//! Harness for tests that talk to a real node over WebSockets.

use std::net::SocketAddr;
use std::sync::{Arc, Mutex};
use std::time::Duration;

use async_trait::async_trait;
use futures_util::{SinkExt, StreamExt};
use serde_json::Value;
use tokio::net::{TcpListener, TcpStream};
use tokio_tungstenite::{MaybeTlsStream, WebSocketStream, connect_async};
use tungstenite::protocol::Message as WsMessage;

use crate::auth::TokenValidator;
use crate::broker::{Broker, FleetTransport, LocalFleet, Publications};
use crate::config::SessionSettings;
use crate::hub::{Hub, HubHandle};
use crate::persistence::{AppInfo, Queue, SledStore, Store};
use crate::session::SessionContext;
use crate::transport::serve;
use crate::utils::{RelayError, Result};

pub type Client = WebSocketStream<MaybeTlsStream<TcpStream>>;

pub const APP_KEY: &str = "app-key-1";
pub const PROJECT: &str = "p1";

/// Accepts every token except `"bad"` and records each call.
#[derive(Debug, Default)]
pub struct StubValidator {
    pub calls: Mutex<Vec<(String, String, String)>>,
}

impl StubValidator {
    pub fn calls(&self) -> Vec<(String, String, String)> {
        self.calls.lock().unwrap().clone()
    }
}

#[async_trait]
impl TokenValidator for StubValidator {
    async fn validate(&self, api: &str, username: &str, token: &str) -> Result<()> {
        self.calls
            .lock()
            .unwrap()
            .push((api.to_string(), username.to_string(), token.to_string()));
        if token == "bad" {
            return Err(RelayError::TokenRejected {
                username: username.to_string(),
                code: "401".to_string(),
            });
        }
        Ok(())
    }
}

/// Transport whose publishes always fail; subscriptions never yield.
#[derive(Debug, Default)]
pub struct FailingFleet;

#[async_trait]
impl FleetTransport for FailingFleet {
    async fn init(&self) -> Result<()> {
        Ok(())
    }

    async fn publish(&self, _topic: &str, _payload: &[u8]) -> Result<()> {
        Err(RelayError::Publish("fleet is down".to_string()))
    }

    async fn subscribe(&self, _topic: &str) -> Result<Publications> {
        Ok(futures::stream::pending().boxed())
    }
}

pub fn test_settings() -> SessionSettings {
    SessionSettings::default()
}

pub fn test_queue(store: Arc<dyn Store>) -> Queue {
    Queue::new(
        store,
        "relaychat:test:".to_string(),
        "relaychat:test:app:".to_string(),
    )
}

pub fn temporary_store() -> Arc<dyn Store> {
    Arc::new(SledStore::temporary().unwrap())
}

/// One running node: hub, broker subscription and accept loop.
pub struct TestNode {
    pub addr: SocketAddr,
    pub hub: HubHandle,
    pub queue: Queue,
    pub validator: Arc<StubValidator>,
}

impl TestNode {
    /// A single node on its own store and in-process fleet.
    pub async fn start(settings: SessionSettings) -> Self {
        Self::start_with(
            temporary_store(),
            Arc::new(LocalFleet::default()),
            settings,
        )
        .await
    }

    pub async fn start_with(
        store: Arc<dyn Store>,
        fleet: Arc<dyn FleetTransport>,
        settings: SessionSettings,
    ) -> Self {
        let queue = test_queue(store);
        queue
            .provision_app(
                APP_KEY,
                &AppInfo {
                    api: "http://auth.local/check".to_string(),
                    project_id: PROJECT.to_string(),
                },
            )
            .await
            .unwrap();

        let broker = Arc::new(Broker::new("relaychat.test", queue.clone(), fleet));
        broker.init().await.unwrap();

        let (hub, handle) = Hub::new(settings.auth_grace());
        tokio::spawn(hub.run());
        broker.subscribe(handle.clone()).await.unwrap();

        let validator = Arc::new(StubValidator::default());
        let ctx = SessionContext {
            broker,
            hub: handle.clone(),
            validator: validator.clone(),
            settings,
        };

        let listener = TcpListener::bind("127.0.0.1:0").await.unwrap();
        let addr = listener.local_addr().unwrap();
        tokio::spawn(serve(listener, ctx));

        Self {
            addr,
            hub: handle,
            queue,
            validator,
        }
    }

    pub async fn connect(&self) -> Client {
        let (client, _) = connect_async(format!("ws://{}", self.addr))
            .await
            .expect("WebSocket handshake failed");
        client
    }

    /// Connects and logs in as `username`, returning the `logged` receipt.
    pub async fn login(&self, username: &str) -> (Client, Value) {
        let mut client = self.connect().await;
        send_json(
            &mut client,
            serde_json::json!({
                "id": format!("login-{username}"),
                "appKey": APP_KEY,
                "username": username,
                "token": "secret",
            }),
        )
        .await;
        let logged = next_json(&mut client).await;
        assert_eq!(logged["type"], "logged", "unexpected login reply {logged}");
        (client, logged)
    }

    pub async fn pending(&self, recipient: &str) -> Vec<Value> {
        self.queue
            .list_pending(PROJECT, recipient)
            .await
            .unwrap()
            .iter()
            .map(|entry| serde_json::from_str(entry).unwrap())
            .collect()
    }

    /// Polls until `recipient`'s backlog has exactly `len` entries.
    pub async fn wait_for_pending(&self, recipient: &str, len: usize) {
        for _ in 0..100 {
            if self.pending(recipient).await.len() == len {
                return;
            }
            tokio::time::sleep(Duration::from_millis(20)).await;
        }
        panic!(
            "backlog of {recipient} never reached {len}: {:?}",
            self.pending(recipient).await
        );
    }
}

pub async fn send_json(client: &mut Client, value: Value) {
    send_text(client, &value.to_string()).await;
}

pub async fn send_text(client: &mut Client, text: &str) {
    client
        .send(WsMessage::text(text.to_string()))
        .await
        .expect("failed to send frame");
}

/// Next text frame as JSON, skipping control frames.
pub async fn next_json(client: &mut Client) -> Value {
    let read = async {
        loop {
            match client.next().await {
                Some(Ok(WsMessage::Text(text))) => {
                    return serde_json::from_str::<Value>(text.as_str()).unwrap();
                }
                Some(Ok(WsMessage::Ping(_))) | Some(Ok(WsMessage::Pong(_))) => continue,
                other => panic!("expected a text frame, got {other:?}"),
            }
        }
    };
    tokio::time::timeout(Duration::from_secs(5), read)
        .await
        .expect("timed out waiting for a frame")
}

/// Asserts no text frame arrives within `wait`.
pub async fn expect_silence(client: &mut Client, wait: Duration) {
    let read = async {
        loop {
            match client.next().await {
                Some(Ok(WsMessage::Ping(_))) | Some(Ok(WsMessage::Pong(_))) => continue,
                other => return other,
            }
        }
    };
    if let Ok(frame) = tokio::time::timeout(wait, read).await {
        panic!("expected silence, got {frame:?}");
    }
}

/// Reads until the server closes the connection. Text frames seen on the
/// way are returned.
pub async fn expect_closed(client: &mut Client) -> Vec<Value> {
    let mut seen = Vec::new();
    let read = async {
        loop {
            match client.next().await {
                Some(Ok(WsMessage::Text(text))) => {
                    seen.push(serde_json::from_str::<Value>(text.as_str()).unwrap())
                }
                Some(Ok(WsMessage::Close(_))) | None | Some(Err(_)) => return,
                Some(Ok(_)) => continue,
            }
        }
    };
    tokio::time::timeout(Duration::from_secs(5), read)
        .await
        .expect("connection was not closed");
    seen
}
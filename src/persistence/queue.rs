//! Per-recipient pending-message queue and tenant lookups.
//!
//! Chat entries live under `chat_prefix + project + ":" + recipient` and
//! tenant records under `app_prefix + app_key`. Entries are raw serialized
//! messages; duplicates are kept, and [`Queue::remove`] deletes every entry
//! whose bytes match exactly.

use std::sync::Arc;

use tracing::debug;

use super::store::Store;
use crate::utils::{RelayError, Result};

/// Tenant record resolved from a client-presented app key.
#[derive(Debug, Clone, Default, PartialEq, Eq)]
pub struct AppInfo {
    /// Token-validation endpoint.
    pub api: String,
    pub project_id: String,
}

#[derive(Clone)]
pub struct Queue {
    store: Arc<dyn Store>,
    chat_prefix: String,
    app_prefix: String,
}

impl Queue {
    pub fn new(store: Arc<dyn Store>, chat_prefix: String, app_prefix: String) -> Self {
        Self {
            store,
            chat_prefix,
            app_prefix,
        }
    }

    pub fn chat_key(&self, project: &str, recipient: &str) -> String {
        format!("{}{project}:{recipient}", self.chat_prefix)
    }

    pub fn app_key(&self, app_key: &str) -> String {
        format!("{}{app_key}", self.app_prefix)
    }

    /// Appends a serialized message to the recipient's pending list.
    pub async fn save(&self, project: &str, recipient: &str, message: &str) -> Result<()> {
        let key = self.chat_key(project, recipient);
        self.store.append(&key, message).await?;
        debug!(%key, "Saved pending message");
        Ok(())
    }

    /// Non-destructive read of the recipient's backlog, oldest first.
    pub async fn list_pending(&self, project: &str, recipient: &str) -> Result<Vec<String>> {
        self.store.range(&self.chat_key(project, recipient)).await
    }

    /// Removes every entry equal to `message`. Two distinct messages that
    /// serialize to identical bytes are both removed.
    pub async fn remove(&self, project: &str, recipient: &str, message: &str) -> Result<u64> {
        let key = self.chat_key(project, recipient);
        let removed = self.store.remove_all(&key, message).await?;
        debug!(%key, removed, "Removed delivered message");
        Ok(removed)
    }

    pub async fn lookup_app(&self, app_key: &str) -> Result<AppInfo> {
        let key = self.app_key(app_key);
        if !self.store.exists(&key).await? {
            return Err(RelayError::AppNotFound(app_key.to_string()));
        }
        let mut fields = self.store.hash_fields(&key).await?;
        Ok(AppInfo {
            api: fields.remove("api").unwrap_or_default(),
            project_id: fields.remove("project_id").unwrap_or_default(),
        })
    }

    /// Writes a tenant record. Production records come from an external
    /// provisioning process; this backs the `provision` subcommand.
    pub async fn provision_app(&self, app_key: &str, info: &AppInfo) -> Result<()> {
        self.store
            .set_hash_fields(
                &self.app_key(app_key),
                &[("api", info.api.as_str()), ("project_id", info.project_id.as_str())],
            )
            .await
    }
}

impl std::fmt::Debug for Queue {
    fn fmt(&self, f: &mut std::fmt::Formatter<'_>) -> std::fmt::Result {
        f.debug_struct("Queue")
            .field("chat_prefix", &self.chat_prefix)
            .field("app_prefix", &self.app_prefix)
            .finish()
    }
}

§ §

This exercise requires the lines of the entries containing the string "Duration".

use std::time::Duration;
            tokio::time::sleep(Duration::from_millis(20)).await;
    tokio::time::timeout(Duration::from_secs(5), read)
pub async fn expect_silence(client: &mut Client, wait: Duration) {
    tokio::time::timeout(Duration::from_secs(5), read)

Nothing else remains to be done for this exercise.